- Awards: Member of the New Zealand Order of Merit

Academic background
- Alma mater: Victoria University of Wellington, University of Auckland, London School of Hygiene and Tropical Medicine, Auckland College of Education
- Thesis: Life course determinants of offspring size at birth: an intergenerational study of Aberdeen women (2002);
- Doctoral advisor: David A Leon

Academic work
- Institutions: University of Auckland, University of Technology Sydney
- Doctoral students: Jacquie Bay

= Susan Morton (academic) =

New Zealand epidemiologist

Susan Mary Bennett Morton is a New Zealand epidemiologist, and is a full professor of public health at the University of Technology Sydney, specialising in longitudinal studies of public health. In 2019, Morton was appointed a Member of the New Zealand Order of Merit for services to epidemiology and public health research.

==Academic career==

Morton completed a Bachelor with Honours degree in pure mathematics at Victoria University of Wellington, and taught mathematics in Lower Hutt before undertaking a medical degree at the University of Auckland. She also holds a teaching diploma from the Auckland College of Education. She was awarded a Commonwealth Scholarship to study at the London School of Hygiene and Tropical Medicine, where she earned a PhD with a thesis titled Life course determinants of offspring size at birth: an intergenerational study of Aberdeen women. She worked on a dataset collected by Raymond Illsley, Professor of Medical Sociology at the University of Aberdeen in the 1960s, and showed that a woman's childhood social environment and growth influenced the birth weight of her children. At this point she became interested in longitudinal studies, and "the opportunity to provide evidence that could inform policy and make a difference by actually understanding what lived realities were about, rather than just looking at routine statistics or big data."

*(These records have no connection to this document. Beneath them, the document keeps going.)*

use nalgebra::{Point2, Point3, Vector3};

/// Scalar field value at a point in space.
pub type Value = f32;

/// A 3D point with [`Value`] components.
pub type Point = Point3<Value>;

/// A 2D point with [`Value`] components.
pub type PlanePoint = Point2<Value>;

/// A 3D vector with [`Value`] components.
pub type Vector = Vector3<Value>;

/// A 3D scalar field function: maps a [`Point`] to a [`Value`].
///
/// Return values **strictly below** the isovalue are considered "inside" the
/// surface. `Sync` so grid slices can be marched on worker threads.
pub type ScalarField = dyn Fn(Point) -> Value + Sync;

/// A 2D scalar field function: maps a [`PlanePoint`] to a [`Value`].
pub type PlaneField = dyn Fn(PlanePoint) -> Value;
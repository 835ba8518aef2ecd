//! Traces isocontours of three 2D scalar fields and prints the resulting
//! line segments, one `x0 y0 x1 y1` row per segment.
//!
//! Usage: `contours [stepsize] [min] [max] [isovalue]`

use isomarch::{PlaneField, PlanePoint, Region, Value, marching_squares};

fn f1(p: PlanePoint) -> Value {
    p.x * p.x + p.y * p.y
}

fn f2(p: PlanePoint) -> Value {
    (p.x * p.y).sin()
}

fn f3(p: PlanePoint) -> Value {
    p.x.sin() * p.y.cos()
}

fn main() -> isomarch::Result<()> {
    env_logger::init();

    let mut args = std::env::args().skip(1);
    let mut next = |default: Value| {
        args.next()
            .and_then(|a| a.parse().ok())
            .unwrap_or(default)
    };
    let stepsize = next(0.1);
    let min = next(-5.0);
    let max = next(5.0);
    let isovalue = next(1.0);

    let region = Region::square(min, max, stepsize)?;
    let fields: [(&str, &PlaneField); 3] = [
        ("x^2 + y^2", &f1),
        ("sin(xy)", &f2),
        ("sin(x) cos(y)", &f3),
    ];

    for (name, field) in fields {
        let segments = marching_squares(field, isovalue, &region);
        println!("# {name}: {} segments", segments.len() / 4);
        for seg in segments.chunks_exact(4) {
            println!("{} {} {} {}", seg[0], seg[1], seg[2], seg[3]);
        }
    }
    Ok(())
}
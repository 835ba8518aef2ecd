use crate::{
    error::{ExtractError, Result},
    types::{Value, Vector},
};

/// Computes flat-shaded normals for a triangle soup.
///
/// `vertices` must hold 9 floats per triangle (the layout produced by
/// [`marching_cubes`](crate::cubes::marching_cubes)); anything else is
/// rejected with [`ExtractError::PartialTriangle`]. The returned buffer is
/// the same length as the input, with each triangle's face normal
/// `normalize((v1 - v0) × (v2 - v0))` written to all three of its vertex
/// slots. Triangles sharing a position get independent normals; there is no
/// smoothing.
///
/// A zero-area triangle has a zero-length cross product, so its normal
/// comes out non-finite. That is propagated as-is rather than patched over.
pub fn compute_normals(vertices: &[Value]) -> Result<Vec<Value>> {
    if vertices.len() % 9 != 0 {
        return Err(ExtractError::PartialTriangle {
            len: vertices.len(),
        });
    }

    let mut normals = Vec::with_capacity(vertices.len());
    for tri in vertices.chunks_exact(9) {
        let v0 = Vector::new(tri[0], tri[1], tri[2]);
        let v1 = Vector::new(tri[3], tri[4], tri[5]);
        let v2 = Vector::new(tri[6], tri[7], tri[8]);

        let normal = (v1 - v0).cross(&(v2 - v0)).normalize();
        for _ in 0..3 {
            normals.extend([normal.x, normal.y, normal.z]);
        }
    }
    Ok(normals)
}

#[cfg(test)]
mod tests {
    use super::*;
    use crate::{cubes::marching_cubes, grid::GridBounds, types::Point};
    use approx::assert_relative_eq;

    #[test]
    fn rejects_partial_triangles() {
        assert!(matches!(
            compute_normals(&[0.0; 7]),
            Err(ExtractError::PartialTriangle { len: 7 })
        ));
    }

    #[test]
    fn empty_soup_yields_empty_normals() {
        assert!(compute_normals(&[]).unwrap().is_empty());
    }

    #[test]
    fn follows_the_winding_convention() {
        // Triangle in the XY plane, counter-clockwise seen from +Z.
        let tri = [0.0, 0.0, 0.0, 1.0, 0.0, 0.0, 0.0, 1.0, 0.0];
        let normals = compute_normals(&tri).unwrap();
        assert_eq!(normals.len(), 9);
        for n in normals.chunks_exact(3) {
            assert_relative_eq!(n[0], 0.0);
            assert_relative_eq!(n[1], 0.0);
            assert_relative_eq!(n[2], 1.0);
        }
    }

    #[test]
    fn planar_patch_has_parallel_normals() {
        // f = y crosses iso 0 on the plane y = 0; every emitted triangle is
        // coplanar, so all normals must be parallel (up to sign).
        let bounds = GridBounds::new(-2.0, 2.0, 0.5).unwrap();
        let vertices = marching_cubes(|p: Point| p.y, 0.0, &bounds);
        assert!(!vertices.is_empty());

        let normals = compute_normals(&vertices).unwrap();
        for n in normals.chunks_exact(3) {
            assert_relative_eq!(n[0], 0.0, epsilon = 1e-6);
            assert_relative_eq!(n[1].abs(), 1.0, epsilon = 1e-6);
            assert_relative_eq!(n[2], 0.0, epsilon = 1e-6);
        }
    }

    #[test]
    fn degenerate_triangle_yields_nonfinite_normal() {
        let tri = [1.0, 1.0, 1.0, 1.0, 1.0, 1.0, 1.0, 1.0, 1.0];
        let normals = compute_normals(&tri).unwrap();
        assert!(normals.iter().all(|n| !n.is_finite()));
    }
}
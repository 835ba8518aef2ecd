use crate::{
    error::{ExtractError, Result},
    types::Value,
};

/// Axis-aligned, isotropic 3D sampling lattice.
///
/// Covers `[min, max]` on each axis with cells of edge length `stepsize`;
/// `floor((max - min) / stepsize)` cells are marched per axis, so a range
/// that does not divide evenly loses its partial final cell.
#[derive(Debug, Clone, Copy, PartialEq)]
pub struct GridBounds {
    pub min: Value,
    pub max: Value,
    pub stepsize: Value,
}

impl GridBounds {
    /// Validates and builds grid bounds.
    ///
    /// Returns [`ExtractError::InvalidStepSize`] unless `stepsize > 0`, and
    /// [`ExtractError::InvalidBounds`] unless `min <= max`.
    pub fn new(min: Value, max: Value, stepsize: Value) -> Result<Self> {
        if !(stepsize > 0.0) {
            return Err(ExtractError::InvalidStepSize { stepsize });
        }
        if min > max {
            return Err(ExtractError::InvalidBounds { min, max });
        }
        Ok(Self { min, max, stepsize })
    }

    /// Number of cells marched along each axis.
    pub fn steps(&self) -> usize {
        ((self.max - self.min) / self.stepsize) as usize
    }

    /// Lattice coordinate of cell `i` along one axis.
    #[inline]
    pub fn coord(&self, i: usize) -> Value {
        self.min + i as Value * self.stepsize
    }
}

/// Axis-aligned 2D sampling region for contour extraction.
///
/// Unlike [`GridBounds`], traversal accumulates floating-point coordinates
/// (`y += stepsize`) rather than counting cells, so the final row/column may
/// be partial or missing when the range does not divide evenly. Host
/// programs have historically relied on that traversal, so it is kept.
#[derive(Debug, Clone, Copy, PartialEq)]
pub struct Region {
    pub min_x: Value,
    pub max_x: Value,
    pub min_y: Value,
    pub max_y: Value,
    pub stepsize: Value,
}

impl Region {
    /// Validates and builds a sampling region.
    ///
    /// Returns [`ExtractError::InvalidStepSize`] unless `stepsize > 0`, and
    /// [`ExtractError::InvalidBounds`] unless each axis has `min <= max`.
    pub fn new(
        min_x: Value,
        max_x: Value,
        min_y: Value,
        max_y: Value,
        stepsize: Value,
    ) -> Result<Self> {
        if !(stepsize > 0.0) {
            return Err(ExtractError::InvalidStepSize { stepsize });
        }
        if min_x > max_x {
            return Err(ExtractError::InvalidBounds {
                min: min_x,
                max: max_x,
            });
        }
        if min_y > max_y {
            return Err(ExtractError::InvalidBounds {
                min: min_y,
                max: max_y,
            });
        }
        Ok(Self {
            min_x,
            max_x,
            min_y,
            max_y,
            stepsize,
        })
    }

    /// Square region covering `[min, max]` on both axes.
    pub fn square(min: Value, max: Value, stepsize: Value) -> Result<Self> {
        Self::new(min, max, min, max, stepsize)
    }
}

#[cfg(test)]
mod tests {
    use super::*;

    #[test]
    fn rejects_nonpositive_stepsize() {
        assert!(matches!(
            GridBounds::new(-1.0, 1.0, 0.0),
            Err(ExtractError::InvalidStepSize { .. })
        ));
        assert!(matches!(
            GridBounds::new(-1.0, 1.0, -0.5),
            Err(ExtractError::InvalidStepSize { .. })
        ));
        assert!(matches!(
            Region::square(-1.0, 1.0, Value::NAN),
            Err(ExtractError::InvalidStepSize { .. })
        ));
    }

    #[test]
    fn rejects_inverted_bounds() {
        assert!(matches!(
            GridBounds::new(2.0, -2.0, 0.5),
            Err(ExtractError::InvalidBounds { .. })
        ));
        assert!(matches!(
            Region::new(0.0, 1.0, 3.0, 2.0, 0.5),
            Err(ExtractError::InvalidBounds { .. })
        ));
    }

    #[test]
    fn counts_whole_cells_only() {
        let bounds = GridBounds::new(-1.0, 1.0, 0.5).unwrap();
        assert_eq!(bounds.steps(), 4);

        // A range that doesn't divide evenly drops the partial cell.
        let bounds = GridBounds::new(0.0, 1.0, 0.3).unwrap();
        assert_eq!(bounds.steps(), 3);
    }

    #[test]
    fn coord_walks_the_lattice() {
        let bounds = GridBounds::new(-5.0, 5.0, 0.1).unwrap();
        assert_eq!(bounds.coord(0), -5.0);
        assert!((bounds.coord(10) - -4.0).abs() < 1e-6);
    }
}
use std::fmt;

use super::FormInput;

/// A pre-filled message for the visitor's mail client.
#[derive(Debug, Clone, PartialEq, Eq)]
pub struct MailtoRequest {
    pub recipient: String,
    pub subject: String,
    pub body: String,
}

impl MailtoRequest {
    pub fn from_input(recipient: &str, input: &FormInput) -> Self {
        Self {
            recipient: recipient.to_string(),
            subject: format!("Portfolio Contact: Message from {}", input.name),
            body: format!(
                "Name: {}\nEmail: {}\n\nMessage:\n{}",
                input.name, input.email, input.message
            ),
        }
    }

    pub fn to_url(&self) -> String {
        self.to_string()
    }
}

impl fmt::Display for MailtoRequest {
    fn fmt(&self, f: &mut fmt::Formatter<'_>) -> fmt::Result {
        write!(
            f,
            "mailto:{}?subject={}&body={}",
            self.recipient,
            urlencoding::encode(&self.subject),
            urlencoding::encode(&self.body)
        )
    }
}
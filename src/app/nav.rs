use leptos::prelude::*;

use crate::sections::Section;

#[component]
pub fn NavBar(active: ReadSignal<Section>, scrolled: Signal<bool>) -> impl IntoView {
    view! {
        <nav class=move || {
            if scrolled.get() {
                "fixed top-0 left-0 right-0 z-50 bg-white shadow-sm border-b border-gray-100"
            } else {
                "fixed top-0 left-0 right-0 z-50 bg-white"
            }
        }>
            <div class="max-w-4xl mx-auto px-6 py-4">
                <div class="flex justify-center space-x-8">
                    {Section::ALL
                        .into_iter()
                        .map(|section| {
                            view! {
                                <a
                                    href=section.href()
                                    aria-current=move || {
                                        (active.get() == section).then_some("location")
                                    }
                                    class=move || {
                                        if active.get() == section {
                                            "text-sm font-medium text-blue-600 border-b-2 border-blue-600 pb-1"
                                        } else {
                                            "text-sm font-medium text-gray-600 hover:text-blue-600"
                                        }
                                    }
                                >
                                    {section.label()}
                                </a>
                            }
                        })
                        .collect_view()}
                </div>
            </div>
        </nav>
    }
}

Morton returned to New Zealand and joined the faculty of the University of Auckland, where she was appointed full professor in 2019. Morton established the Centre for Longitudinal Research at the University of Auckland in 2010, and was the inaugural director of the centre. She was the director and principal investigator of the Growing Up in New Zealand longitudinal study until 2022. In early 2023 Morton was appointed as the inaugural Director of INSIGHT, a pan-university research centre focused on population health, based at the University of Technology Sydney.

== Honours and awards ==
In 2019, Morton was appointed a Member of the New Zealand Order of Merit for services to epidemiology and public health research.